_Supplied entries_

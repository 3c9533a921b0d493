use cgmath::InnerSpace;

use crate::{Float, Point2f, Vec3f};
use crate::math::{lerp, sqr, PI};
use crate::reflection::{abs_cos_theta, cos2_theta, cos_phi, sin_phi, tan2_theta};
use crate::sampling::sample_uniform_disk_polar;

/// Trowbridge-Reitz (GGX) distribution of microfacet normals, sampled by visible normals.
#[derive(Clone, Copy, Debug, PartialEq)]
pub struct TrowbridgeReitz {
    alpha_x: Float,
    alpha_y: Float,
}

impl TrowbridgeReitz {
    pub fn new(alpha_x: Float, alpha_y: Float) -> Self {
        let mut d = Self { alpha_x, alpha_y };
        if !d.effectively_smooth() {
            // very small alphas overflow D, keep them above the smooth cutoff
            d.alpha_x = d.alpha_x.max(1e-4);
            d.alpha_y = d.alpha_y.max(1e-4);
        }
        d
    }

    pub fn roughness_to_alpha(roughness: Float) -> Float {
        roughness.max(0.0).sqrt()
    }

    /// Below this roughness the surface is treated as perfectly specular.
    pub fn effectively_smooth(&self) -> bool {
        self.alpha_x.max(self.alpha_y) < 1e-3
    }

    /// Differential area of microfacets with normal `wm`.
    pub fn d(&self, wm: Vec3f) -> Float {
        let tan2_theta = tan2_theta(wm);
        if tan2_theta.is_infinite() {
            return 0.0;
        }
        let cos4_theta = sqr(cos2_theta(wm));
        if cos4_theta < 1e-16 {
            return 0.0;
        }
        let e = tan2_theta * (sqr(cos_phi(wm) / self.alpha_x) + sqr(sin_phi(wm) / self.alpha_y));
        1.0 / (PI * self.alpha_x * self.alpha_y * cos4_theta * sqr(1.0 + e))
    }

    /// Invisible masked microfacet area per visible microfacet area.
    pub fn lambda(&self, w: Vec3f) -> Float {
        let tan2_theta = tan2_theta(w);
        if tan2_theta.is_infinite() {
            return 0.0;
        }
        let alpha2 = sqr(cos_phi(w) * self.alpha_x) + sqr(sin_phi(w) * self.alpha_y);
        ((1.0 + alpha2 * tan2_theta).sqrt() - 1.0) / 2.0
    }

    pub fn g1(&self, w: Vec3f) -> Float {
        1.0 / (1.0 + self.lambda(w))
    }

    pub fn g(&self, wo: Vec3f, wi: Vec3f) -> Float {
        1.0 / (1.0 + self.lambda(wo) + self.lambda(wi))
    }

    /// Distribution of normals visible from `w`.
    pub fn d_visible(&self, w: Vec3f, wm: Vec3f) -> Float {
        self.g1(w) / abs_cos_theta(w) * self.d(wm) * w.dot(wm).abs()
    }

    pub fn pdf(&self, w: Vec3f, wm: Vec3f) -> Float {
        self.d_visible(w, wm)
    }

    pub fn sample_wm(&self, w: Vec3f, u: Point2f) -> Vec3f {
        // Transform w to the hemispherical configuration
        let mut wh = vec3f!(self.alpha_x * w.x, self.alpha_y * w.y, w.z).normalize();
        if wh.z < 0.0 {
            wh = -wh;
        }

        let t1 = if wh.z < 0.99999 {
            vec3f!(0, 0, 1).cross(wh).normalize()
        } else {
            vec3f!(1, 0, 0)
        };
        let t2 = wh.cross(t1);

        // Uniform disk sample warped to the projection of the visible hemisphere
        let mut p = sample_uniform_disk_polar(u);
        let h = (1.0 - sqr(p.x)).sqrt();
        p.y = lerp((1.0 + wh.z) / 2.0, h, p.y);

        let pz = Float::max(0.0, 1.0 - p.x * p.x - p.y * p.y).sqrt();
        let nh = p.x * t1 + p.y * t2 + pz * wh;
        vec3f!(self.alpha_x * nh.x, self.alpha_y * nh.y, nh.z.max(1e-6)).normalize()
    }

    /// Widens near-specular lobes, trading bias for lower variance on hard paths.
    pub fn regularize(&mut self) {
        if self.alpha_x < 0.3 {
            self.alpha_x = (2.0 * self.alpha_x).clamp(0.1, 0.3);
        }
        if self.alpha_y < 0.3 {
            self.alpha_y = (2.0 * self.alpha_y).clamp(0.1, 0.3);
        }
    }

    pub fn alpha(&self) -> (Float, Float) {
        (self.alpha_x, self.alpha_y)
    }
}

* * *

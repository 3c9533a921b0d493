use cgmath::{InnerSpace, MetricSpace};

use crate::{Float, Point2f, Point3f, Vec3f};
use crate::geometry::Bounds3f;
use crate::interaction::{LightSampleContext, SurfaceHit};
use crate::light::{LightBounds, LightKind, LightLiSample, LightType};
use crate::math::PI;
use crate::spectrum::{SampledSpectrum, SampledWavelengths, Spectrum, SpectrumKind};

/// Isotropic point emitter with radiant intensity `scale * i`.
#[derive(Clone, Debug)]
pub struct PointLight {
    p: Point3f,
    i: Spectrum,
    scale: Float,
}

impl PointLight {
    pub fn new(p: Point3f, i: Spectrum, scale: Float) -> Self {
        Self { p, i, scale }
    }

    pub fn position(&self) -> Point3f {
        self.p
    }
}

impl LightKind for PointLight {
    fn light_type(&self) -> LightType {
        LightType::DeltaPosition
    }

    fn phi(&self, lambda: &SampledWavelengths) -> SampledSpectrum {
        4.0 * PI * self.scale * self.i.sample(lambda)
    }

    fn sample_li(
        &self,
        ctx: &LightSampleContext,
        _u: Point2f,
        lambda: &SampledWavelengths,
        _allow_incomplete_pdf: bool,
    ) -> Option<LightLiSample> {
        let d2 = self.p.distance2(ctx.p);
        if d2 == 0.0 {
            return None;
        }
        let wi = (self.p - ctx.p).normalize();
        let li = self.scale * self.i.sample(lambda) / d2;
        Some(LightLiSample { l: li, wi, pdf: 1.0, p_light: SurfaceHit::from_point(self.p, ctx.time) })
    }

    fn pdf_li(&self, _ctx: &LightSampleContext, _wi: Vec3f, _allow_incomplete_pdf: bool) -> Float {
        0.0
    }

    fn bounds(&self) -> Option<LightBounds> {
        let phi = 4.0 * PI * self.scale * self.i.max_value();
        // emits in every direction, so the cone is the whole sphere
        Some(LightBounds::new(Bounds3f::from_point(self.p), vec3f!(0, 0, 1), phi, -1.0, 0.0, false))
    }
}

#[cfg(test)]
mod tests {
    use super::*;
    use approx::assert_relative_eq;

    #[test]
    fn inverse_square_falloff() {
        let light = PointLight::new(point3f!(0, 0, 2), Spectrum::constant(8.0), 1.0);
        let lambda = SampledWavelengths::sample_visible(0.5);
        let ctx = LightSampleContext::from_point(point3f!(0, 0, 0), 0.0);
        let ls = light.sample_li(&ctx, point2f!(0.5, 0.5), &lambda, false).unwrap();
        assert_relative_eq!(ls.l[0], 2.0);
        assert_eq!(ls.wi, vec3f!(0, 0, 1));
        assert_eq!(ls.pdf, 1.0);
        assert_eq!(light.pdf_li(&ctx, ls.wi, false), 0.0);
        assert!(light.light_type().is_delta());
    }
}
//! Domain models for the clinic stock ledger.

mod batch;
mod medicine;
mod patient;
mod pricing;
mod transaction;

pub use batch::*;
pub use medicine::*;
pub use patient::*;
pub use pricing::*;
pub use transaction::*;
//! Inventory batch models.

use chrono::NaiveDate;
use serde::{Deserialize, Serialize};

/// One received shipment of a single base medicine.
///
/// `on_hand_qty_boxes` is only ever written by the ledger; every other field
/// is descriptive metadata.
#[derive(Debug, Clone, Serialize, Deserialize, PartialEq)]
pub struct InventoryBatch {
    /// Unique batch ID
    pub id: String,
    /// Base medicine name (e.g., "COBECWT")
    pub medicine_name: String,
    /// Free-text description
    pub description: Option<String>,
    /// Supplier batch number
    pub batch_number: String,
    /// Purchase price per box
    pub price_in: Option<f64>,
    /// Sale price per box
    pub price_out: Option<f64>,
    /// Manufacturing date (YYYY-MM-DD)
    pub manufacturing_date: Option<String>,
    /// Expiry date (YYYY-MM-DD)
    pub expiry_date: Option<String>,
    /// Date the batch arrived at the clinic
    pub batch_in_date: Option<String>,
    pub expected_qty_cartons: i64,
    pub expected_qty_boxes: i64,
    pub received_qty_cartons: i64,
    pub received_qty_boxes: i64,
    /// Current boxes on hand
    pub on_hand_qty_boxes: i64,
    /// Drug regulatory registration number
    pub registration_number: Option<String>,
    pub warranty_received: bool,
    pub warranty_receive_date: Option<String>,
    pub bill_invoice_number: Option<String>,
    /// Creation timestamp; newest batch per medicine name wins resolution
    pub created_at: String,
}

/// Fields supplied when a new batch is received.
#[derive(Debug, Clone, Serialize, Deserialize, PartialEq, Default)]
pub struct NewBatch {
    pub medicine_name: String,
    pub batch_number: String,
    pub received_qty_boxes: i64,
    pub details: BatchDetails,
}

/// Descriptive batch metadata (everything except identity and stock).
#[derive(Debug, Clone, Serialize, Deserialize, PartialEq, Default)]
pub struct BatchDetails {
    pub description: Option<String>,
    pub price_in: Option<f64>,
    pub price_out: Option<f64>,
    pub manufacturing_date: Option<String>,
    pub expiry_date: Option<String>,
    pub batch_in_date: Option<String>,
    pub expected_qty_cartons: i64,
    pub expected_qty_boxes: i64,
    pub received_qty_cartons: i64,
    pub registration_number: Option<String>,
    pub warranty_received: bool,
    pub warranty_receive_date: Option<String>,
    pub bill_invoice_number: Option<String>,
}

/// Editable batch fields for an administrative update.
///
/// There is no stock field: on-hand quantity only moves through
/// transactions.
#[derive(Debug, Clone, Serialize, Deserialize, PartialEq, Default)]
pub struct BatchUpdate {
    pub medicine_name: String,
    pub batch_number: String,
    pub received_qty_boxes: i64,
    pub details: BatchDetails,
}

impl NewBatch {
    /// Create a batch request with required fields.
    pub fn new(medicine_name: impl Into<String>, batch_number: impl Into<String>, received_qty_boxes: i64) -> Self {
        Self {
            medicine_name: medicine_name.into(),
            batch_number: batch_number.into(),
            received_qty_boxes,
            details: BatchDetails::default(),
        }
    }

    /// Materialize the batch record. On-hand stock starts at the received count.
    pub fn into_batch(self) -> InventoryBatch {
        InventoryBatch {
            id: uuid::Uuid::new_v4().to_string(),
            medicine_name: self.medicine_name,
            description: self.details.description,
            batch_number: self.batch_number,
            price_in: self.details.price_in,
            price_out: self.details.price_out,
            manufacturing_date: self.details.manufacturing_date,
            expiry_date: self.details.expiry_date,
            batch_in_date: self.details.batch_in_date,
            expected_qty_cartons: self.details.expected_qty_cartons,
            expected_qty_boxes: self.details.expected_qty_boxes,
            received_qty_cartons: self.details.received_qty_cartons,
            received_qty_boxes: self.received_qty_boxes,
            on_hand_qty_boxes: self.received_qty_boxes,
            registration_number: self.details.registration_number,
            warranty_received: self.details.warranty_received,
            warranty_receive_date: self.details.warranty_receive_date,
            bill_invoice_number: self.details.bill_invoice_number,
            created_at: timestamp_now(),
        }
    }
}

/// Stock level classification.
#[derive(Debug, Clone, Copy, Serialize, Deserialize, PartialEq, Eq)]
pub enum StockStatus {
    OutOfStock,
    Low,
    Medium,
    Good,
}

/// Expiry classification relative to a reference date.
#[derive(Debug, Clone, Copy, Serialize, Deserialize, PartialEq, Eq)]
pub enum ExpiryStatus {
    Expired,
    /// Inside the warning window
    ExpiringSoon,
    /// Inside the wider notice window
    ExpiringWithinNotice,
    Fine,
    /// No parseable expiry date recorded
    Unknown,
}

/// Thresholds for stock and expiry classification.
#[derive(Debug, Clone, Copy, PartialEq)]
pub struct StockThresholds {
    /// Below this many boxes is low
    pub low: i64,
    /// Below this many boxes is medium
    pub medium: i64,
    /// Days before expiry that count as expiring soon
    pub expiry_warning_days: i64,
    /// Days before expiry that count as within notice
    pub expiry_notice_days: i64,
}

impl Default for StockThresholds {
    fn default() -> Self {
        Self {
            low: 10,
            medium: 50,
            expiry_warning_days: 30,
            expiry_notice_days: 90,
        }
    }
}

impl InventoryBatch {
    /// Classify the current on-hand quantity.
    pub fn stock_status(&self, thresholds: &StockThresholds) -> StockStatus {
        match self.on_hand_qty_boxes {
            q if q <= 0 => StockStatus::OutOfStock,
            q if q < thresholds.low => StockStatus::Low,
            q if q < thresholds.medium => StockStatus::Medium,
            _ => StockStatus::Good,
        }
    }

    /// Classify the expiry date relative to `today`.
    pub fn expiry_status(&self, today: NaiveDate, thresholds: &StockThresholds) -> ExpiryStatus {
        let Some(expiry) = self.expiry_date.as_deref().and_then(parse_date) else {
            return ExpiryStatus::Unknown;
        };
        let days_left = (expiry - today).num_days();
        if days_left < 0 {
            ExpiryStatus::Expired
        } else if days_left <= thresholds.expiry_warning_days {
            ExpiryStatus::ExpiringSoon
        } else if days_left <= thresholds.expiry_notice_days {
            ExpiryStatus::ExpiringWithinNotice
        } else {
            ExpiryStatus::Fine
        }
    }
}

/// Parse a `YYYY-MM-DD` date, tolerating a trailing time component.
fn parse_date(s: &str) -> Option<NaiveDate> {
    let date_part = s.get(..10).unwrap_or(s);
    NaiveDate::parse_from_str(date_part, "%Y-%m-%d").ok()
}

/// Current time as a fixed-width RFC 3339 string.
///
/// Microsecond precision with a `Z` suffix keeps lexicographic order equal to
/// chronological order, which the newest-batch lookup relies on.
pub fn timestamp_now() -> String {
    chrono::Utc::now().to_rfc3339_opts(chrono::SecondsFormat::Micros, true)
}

_Exercise goal_
Pull each line containing "InnerSpace" from the records.

_Solved exercise_
use cgmath::InnerSpace;
use cgmath::{InnerSpace, MetricSpace};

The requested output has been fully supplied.